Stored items

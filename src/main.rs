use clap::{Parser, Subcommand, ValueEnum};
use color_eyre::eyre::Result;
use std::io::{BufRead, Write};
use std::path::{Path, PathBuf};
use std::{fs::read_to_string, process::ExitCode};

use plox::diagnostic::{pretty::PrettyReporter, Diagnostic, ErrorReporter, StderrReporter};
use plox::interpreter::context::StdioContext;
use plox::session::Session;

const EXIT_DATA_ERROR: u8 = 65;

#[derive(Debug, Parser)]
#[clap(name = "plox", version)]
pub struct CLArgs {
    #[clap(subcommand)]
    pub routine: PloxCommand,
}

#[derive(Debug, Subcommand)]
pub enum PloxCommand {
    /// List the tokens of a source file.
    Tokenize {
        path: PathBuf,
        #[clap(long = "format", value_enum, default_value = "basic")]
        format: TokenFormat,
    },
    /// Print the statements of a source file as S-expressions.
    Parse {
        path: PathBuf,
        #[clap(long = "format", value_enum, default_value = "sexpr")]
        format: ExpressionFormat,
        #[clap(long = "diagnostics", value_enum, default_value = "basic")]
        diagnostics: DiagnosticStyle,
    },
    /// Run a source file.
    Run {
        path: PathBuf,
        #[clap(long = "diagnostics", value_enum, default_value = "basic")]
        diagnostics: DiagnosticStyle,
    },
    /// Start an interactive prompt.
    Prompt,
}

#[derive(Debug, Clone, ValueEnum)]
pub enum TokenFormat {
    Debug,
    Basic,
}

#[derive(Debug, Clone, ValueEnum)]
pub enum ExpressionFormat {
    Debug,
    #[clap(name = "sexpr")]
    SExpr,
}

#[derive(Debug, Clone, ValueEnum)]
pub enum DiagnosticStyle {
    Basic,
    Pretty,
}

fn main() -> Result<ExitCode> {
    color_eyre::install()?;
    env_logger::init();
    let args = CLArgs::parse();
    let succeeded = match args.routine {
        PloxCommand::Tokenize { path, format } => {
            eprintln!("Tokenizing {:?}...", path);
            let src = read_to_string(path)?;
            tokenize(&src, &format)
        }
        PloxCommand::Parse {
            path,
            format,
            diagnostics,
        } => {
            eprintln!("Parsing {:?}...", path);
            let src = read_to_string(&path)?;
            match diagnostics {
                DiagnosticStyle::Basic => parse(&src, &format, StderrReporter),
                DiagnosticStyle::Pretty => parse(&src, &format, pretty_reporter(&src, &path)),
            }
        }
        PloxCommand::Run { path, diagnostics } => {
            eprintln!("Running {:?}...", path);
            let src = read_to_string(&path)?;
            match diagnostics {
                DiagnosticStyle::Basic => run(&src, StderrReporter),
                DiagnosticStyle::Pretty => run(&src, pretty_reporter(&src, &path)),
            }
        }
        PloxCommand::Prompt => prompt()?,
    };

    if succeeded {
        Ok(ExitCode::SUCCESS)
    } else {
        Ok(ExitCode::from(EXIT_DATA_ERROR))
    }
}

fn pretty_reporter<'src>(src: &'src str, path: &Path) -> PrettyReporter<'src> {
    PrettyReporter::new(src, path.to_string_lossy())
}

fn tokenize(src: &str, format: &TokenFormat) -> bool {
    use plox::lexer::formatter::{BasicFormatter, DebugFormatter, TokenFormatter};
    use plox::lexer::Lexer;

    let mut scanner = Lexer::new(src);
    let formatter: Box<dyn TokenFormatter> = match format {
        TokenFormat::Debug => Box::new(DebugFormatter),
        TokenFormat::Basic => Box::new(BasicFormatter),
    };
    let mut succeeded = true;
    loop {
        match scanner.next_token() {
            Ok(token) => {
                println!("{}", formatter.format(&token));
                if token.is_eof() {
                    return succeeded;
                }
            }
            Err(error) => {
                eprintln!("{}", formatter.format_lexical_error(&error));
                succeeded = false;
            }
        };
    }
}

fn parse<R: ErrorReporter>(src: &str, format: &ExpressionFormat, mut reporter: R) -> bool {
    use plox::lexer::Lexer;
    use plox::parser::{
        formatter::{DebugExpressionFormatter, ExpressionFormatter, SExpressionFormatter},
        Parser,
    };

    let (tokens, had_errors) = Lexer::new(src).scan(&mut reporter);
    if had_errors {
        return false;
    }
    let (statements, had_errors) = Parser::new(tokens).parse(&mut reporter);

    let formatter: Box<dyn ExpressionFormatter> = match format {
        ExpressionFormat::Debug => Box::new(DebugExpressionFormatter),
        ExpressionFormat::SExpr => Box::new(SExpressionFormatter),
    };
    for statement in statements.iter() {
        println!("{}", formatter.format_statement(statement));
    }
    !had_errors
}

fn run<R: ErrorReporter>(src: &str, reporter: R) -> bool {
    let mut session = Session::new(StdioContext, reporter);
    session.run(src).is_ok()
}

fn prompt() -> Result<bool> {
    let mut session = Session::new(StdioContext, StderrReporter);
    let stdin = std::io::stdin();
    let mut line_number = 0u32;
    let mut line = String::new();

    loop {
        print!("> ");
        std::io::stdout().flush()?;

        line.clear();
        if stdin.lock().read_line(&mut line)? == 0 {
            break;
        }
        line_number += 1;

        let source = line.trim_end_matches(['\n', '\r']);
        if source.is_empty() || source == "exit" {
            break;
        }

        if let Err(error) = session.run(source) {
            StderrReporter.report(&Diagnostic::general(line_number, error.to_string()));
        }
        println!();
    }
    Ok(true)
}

What to produce
After the last line of the data, restate all the entries verbatim.

Solution to this exercise
filename src/main.rs
use clap::{Parser, Subcommand, ValueEnum};
use color_eyre::eyre::Result;
use std::io::{BufRead, Write};
use std::path::{Path, PathBuf};
use std::{fs::read_to_string, process::ExitCode};

use plox::diagnostic::{pretty::PrettyReporter, Diagnostic, ErrorReporter, StderrReporter};
use plox::interpreter::context::StdioContext;
use plox::session::Session;

const EXIT_DATA_ERROR: u8 = 65;

#[derive(Debug, Parser)]
#[clap(name = "plox", version)]
pub struct CLArgs {
    #[clap(subcommand)]
    pub routine: PloxCommand,
}

#[derive(Debug, Subcommand)]
pub enum PloxCommand {
    /// List the tokens of a source file.
    Tokenize {
        path: PathBuf,
        #[clap(long = "format", value_enum, default_value = "basic")]
        format: TokenFormat,
    },
    /// Print the statements of a source file as S-expressions.
    Parse {
        path: PathBuf,
        #[clap(long = "format", value_enum, default_value = "sexpr")]
        format: ExpressionFormat,
        #[clap(long = "diagnostics", value_enum, default_value = "basic")]
        diagnostics: DiagnosticStyle,
    },
    /// Run a source file.
    Run {
        path: PathBuf,
        #[clap(long = "diagnostics", value_enum, default_value = "basic")]
        diagnostics: DiagnosticStyle,
    },
    /// Start an interactive prompt.
    Prompt,
}

#[derive(Debug, Clone, ValueEnum)]
pub enum TokenFormat {
    Debug,
    Basic,
}

#[derive(Debug, Clone, ValueEnum)]
pub enum ExpressionFormat {
    Debug,
    #[clap(name = "sexpr")]
    SExpr,
}

#[derive(Debug, Clone, ValueEnum)]
pub enum DiagnosticStyle {
    Basic,
    Pretty,
}

fn main() -> Result<ExitCode> {
    color_eyre::install()?;
    env_logger::init();
    let args = CLArgs::parse();
    let succeeded = match args.routine {
        PloxCommand::Tokenize { path, format } => {
            eprintln!("Tokenizing {:?}...", path);
            let src = read_to_string(path)?;
            tokenize(&src, &format)
        }
        PloxCommand::Parse {
            path,
            format,
            diagnostics,
        } => {
            eprintln!("Parsing {:?}...", path);
            let src = read_to_string(&path)?;
            match diagnostics {
                DiagnosticStyle::Basic => parse(&src, &format, StderrReporter),
                DiagnosticStyle::Pretty => parse(&src, &format, pretty_reporter(&src, &path)),
            }
        }
        PloxCommand::Run { path, diagnostics } => {
            eprintln!("Running {:?}...", path);
            let src = read_to_string(&path)?;
            match diagnostics {
                DiagnosticStyle::Basic => run(&src, StderrReporter),
                DiagnosticStyle::Pretty => run(&src, pretty_reporter(&src, &path)),
            }
        }
        PloxCommand::Prompt => prompt()?,
    };

    if succeeded {
        Ok(ExitCode::SUCCESS)
    } else {
        Ok(ExitCode::from(EXIT_DATA_ERROR))
    }
}

fn pretty_reporter<'src>(src: &'src str, path: &Path) -> PrettyReporter<'src> {
    PrettyReporter::new(src, path.to_string_lossy())
}

fn tokenize(src: &str, format: &TokenFormat) -> bool {
    use plox::lexer::formatter::{BasicFormatter, DebugFormatter, TokenFormatter};
    use plox::lexer::Lexer;

    let mut scanner = Lexer::new(src);
    let formatter: Box<dyn TokenFormatter> = match format {
        TokenFormat::Debug => Box::new(DebugFormatter),
        TokenFormat::Basic => Box::new(BasicFormatter),
    };
    let mut succeeded = true;
    loop {
        match scanner.next_token() {
            Ok(token) => {
                println!("{}", formatter.format(&token));
                if token.is_eof() {
                    return succeeded;
                }
            }
            Err(error) => {
                eprintln!("{}", formatter.format_lexical_error(&error));
                succeeded = false;
            }
        };
    }
}

fn parse<R: ErrorReporter>(src: &str, format: &ExpressionFormat, mut reporter: R) -> bool {
    use plox::lexer::Lexer;
    use plox::parser::{
        formatter::{DebugExpressionFormatter, ExpressionFormatter, SExpressionFormatter},
        Parser,
    };

    let (tokens, had_errors) = Lexer::new(src).scan(&mut reporter);
    if had_errors {
        return false;
    }
    let (statements, had_errors) = Parser::new(tokens).parse(&mut reporter);

    let formatter: Box<dyn ExpressionFormatter> = match format {
        ExpressionFormat::Debug => Box::new(DebugExpressionFormatter),
        ExpressionFormat::SExpr => Box::new(SExpressionFormatter),
    };
    for statement in statements.iter() {
        println!("{}", formatter.format_statement(statement));
    }
    !had_errors
}

fn run<R: ErrorReporter>(src: &str, reporter: R) -> bool {
    let mut session = Session::new(StdioContext, reporter);
    session.run(src).is_ok()
}

fn prompt() -> Result<bool> {
    let mut session = Session::new(StdioContext, StderrReporter);
    let stdin = std::io::stdin();
    let mut line_number = 0u32;
    let mut line = String::new();

    loop {
        print!("> ");
        std::io::stdout().flush()?;

        line.clear();
        if stdin.lock().read_line(&mut line)? == 0 {
            break;
        }
        line_number += 1;

        let source = line.trim_end_matches(['\n', '\r']);
        if source.is_empty() || source == "exit" {
            break;
        }

        if let Err(error) = session.run(source) {
            StderrReporter.report(&Diagnostic::general(line_number, error.to_string()));
        }
        println!();
    }
    Ok(true)
}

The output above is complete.